Extended Data Fig. 2: BBB breakdown in the HC and PHG in APOE4 carriers increases with cognitive domain impairment.
From: APOE4 leads to blood–brain barrier dysfunction predicting cognitive decline
a, b, Ktrans constant in the HC (a) and PHG (b) in individuals with no cognitive domains impaired bearing APOE3 (black, n = 70) or APOE4 (red, n = 40); one cognitive domain impaired bearing APOE3 (n = 18) or APOE4 (n = 21); and two or more cognitive domains impaired bearing APOE3 (n = 7) or APOE4 (n = 12).

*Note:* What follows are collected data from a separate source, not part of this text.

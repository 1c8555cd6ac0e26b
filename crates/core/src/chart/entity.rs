use crate::common::Symbol;
use serde::{Deserialize, Serialize};

/// # Summary
/// 交给渲染适配器的完整图表描述（兼容 Chart.js 配置结构）。
#[derive(Debug, Clone, Serialize, Deserialize, PartialEq)]
pub struct ChartSpec {
    #[serde(rename = "type")]
    pub kind: String,
    pub data: ChartData,
    pub options: ChartOptions,
}

/// # Summary
/// 图表数据：共享的 X 轴标签与每个证券一条数据集。
///
/// # Invariants
/// - 每个数据集的 `data` 长度与 `labels` 相同。
#[derive(Debug, Clone, Serialize, Deserialize, PartialEq, Default)]
pub struct ChartData {
    pub labels: Vec<String>,
    pub datasets: Vec<Dataset>,
}

/// # Summary
/// 单条折线数据集。
///
/// # Invariants
/// - `data` 中的 `None` 序列化为 `null`，渲染端必须视为缺口而不是 0。
#[derive(Debug, Clone, Serialize, Deserialize, PartialEq)]
#[serde(rename_all = "camelCase")]
pub struct Dataset {
    pub label: String,
    pub data: Vec<Option<f64>>,
    pub border_color: String,
    pub background_color: String,
    pub border_width: u32,
    pub fill: bool,
    pub tension: f64,
    pub point_radius: u32,
    pub point_style: String,
    pub point_rotation: u32,
    pub point_hover_radius: u32,
    pub point_background_color: String,
}

impl Dataset {
    /// 以统一的折线样式创建数据集，颜色用于边框、填充与数据点。
    pub fn line(label: impl Into<String>, data: Vec<Option<f64>>, color: &str) -> Self {
        Self {
            label: label.into(),
            data,
            border_color: color.to_string(),
            background_color: color.to_string(),
            border_width: 2,
            fill: false,
            tension: 0.1,
            point_radius: 0,
            point_style: "line".to_string(),
            point_rotation: 90,
            point_hover_radius: 300,
            point_background_color: color.to_string(),
        }
    }
}

#[derive(Debug, Clone, Serialize, Deserialize, PartialEq)]
#[serde(rename_all = "camelCase")]
pub struct ChartOptions {
    pub responsive: bool,
    pub maintain_aspect_ratio: bool,
    pub interaction: Interaction,
    pub plugins: Plugins,
    pub scales: Scales,
}

#[derive(Debug, Clone, Serialize, Deserialize, PartialEq)]
pub struct Interaction {
    pub mode: String,
    pub intersect: bool,
}

#[derive(Debug, Clone, Serialize, Deserialize, PartialEq)]
pub struct Plugins {
    pub legend: Legend,
    pub zoom: ZoomPlugin,
}

#[derive(Debug, Clone, Serialize, Deserialize, PartialEq)]
pub struct Legend {
    pub display: bool,
    pub position: String,
}

#[derive(Debug, Clone, Serialize, Deserialize, PartialEq)]
pub struct ZoomPlugin {
    pub zoom: ZoomOptions,
    pub pan: PanOptions,
}

#[derive(Debug, Clone, Serialize, Deserialize, PartialEq)]
pub struct ZoomOptions {
    pub wheel: WheelOptions,
    pub pinch: Toggle,
    pub mode: String,
}

#[derive(Debug, Clone, Serialize, Deserialize, PartialEq)]
pub struct WheelOptions {
    pub enabled: bool,
    pub speed: f64,
}

#[derive(Debug, Clone, Serialize, Deserialize, PartialEq)]
pub struct Toggle {
    pub enabled: bool,
}

#[derive(Debug, Clone, Serialize, Deserialize, PartialEq)]
#[serde(rename_all = "camelCase")]
pub struct PanOptions {
    pub enabled: bool,
    pub mode: String,
    pub modifier_key: String,
}

#[derive(Debug, Clone, Serialize, Deserialize, PartialEq)]
pub struct Scales {
    pub x: Axis,
    pub y: Axis,
}

#[derive(Debug, Clone, Serialize, Deserialize, PartialEq)]
#[serde(rename_all = "camelCase")]
pub struct Axis {
    #[serde(skip_serializing_if = "Option::is_none")]
    pub begin_at_zero: Option<bool>,
    pub title: AxisTitle,
    pub grid: Grid,
}

#[derive(Debug, Clone, Serialize, Deserialize, PartialEq)]
pub struct AxisTitle {
    pub display: bool,
    pub text: String,
}

#[derive(Debug, Clone, Serialize, Deserialize, PartialEq)]
pub struct Grid {
    pub display: bool,
    #[serde(skip_serializing_if = "Option::is_none")]
    pub color: Option<String>,
}

impl Default for ChartOptions {
    /// 折线图默认配置：按索引联动提示、顶部图例、X 轴方向的滚轮缩放与 Ctrl 平移。
    fn default() -> Self {
        Self {
            responsive: true,
            maintain_aspect_ratio: false,
            interaction: Interaction {
                mode: "index".to_string(),
                intersect: false,
            },
            plugins: Plugins {
                legend: Legend {
                    display: true,
                    position: "top".to_string(),
                },
                zoom: ZoomPlugin {
                    zoom: ZoomOptions {
                        wheel: WheelOptions {
                            enabled: true,
                            speed: 0.05,
                        },
                        pinch: Toggle { enabled: true },
                        mode: "x".to_string(),
                    },
                    pan: PanOptions {
                        enabled: true,
                        mode: "x".to_string(),
                        modifier_key: "ctrl".to_string(),
                    },
                },
            },
            scales: Scales {
                x: Axis {
                    begin_at_zero: None,
                    title: AxisTitle {
                        display: true,
                        text: "Date".to_string(),
                    },
                    grid: Grid {
                        display: false,
                        color: None,
                    },
                },
                y: Axis {
                    begin_at_zero: Some(false),
                    title: AxisTitle {
                        display: true,
                        text: "Price ($)".to_string(),
                    },
                    grid: Grid {
                        display: true,
                        color: Some("#f0f0f0".to_string()),
                    },
                },
            },
        }
    }
}

/// # Summary
/// 写入本地存储的最近一次查询记录。
///
/// # Invariants
/// - 全局只保存一条，固定键名，写入即覆盖。
/// - `now - timestamp >= 24h` 时视为过期。
#[derive(Debug, Clone, Serialize, Deserialize, PartialEq, Eq)]
#[serde(rename_all = "camelCase")]
pub struct PersistedSearchState {
    // 最近查询的锚点证券
    pub ticker: Symbol,
    // 图表上已应用的对比集合，首个元素为锚点
    pub comparison_symbols: Vec<Symbol>,
    // 写入时间 (毫秒时间戳)
    pub timestamp: i64,
}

Continuous lines, median; dotted lines, IQR. c, d, Ktrans (estimated marginal mean ± s.e.m.from ANCOVA models corrected for age, sex, education, CSF Aβ1–42 and pTau status, and HC and PHG volumes) in the HC (c) and PHG (d) in individuals with no cognitive domains impaired bearing APOE3 (n = 70) or APOE4 (n = 40); one cognitive domain impaired bearing APOE3 (n = 18) or APOE4 (n = 21); and two or more cognitive domains impaired bearing APOE3 (n = 7) or APOE4 (n = 12). Significance by ANCOVA for main effects and post hoc comparisons controlling for age, sex, and education. All ANCOVA omnibus tests remained significant at FDR threshold of 0.05.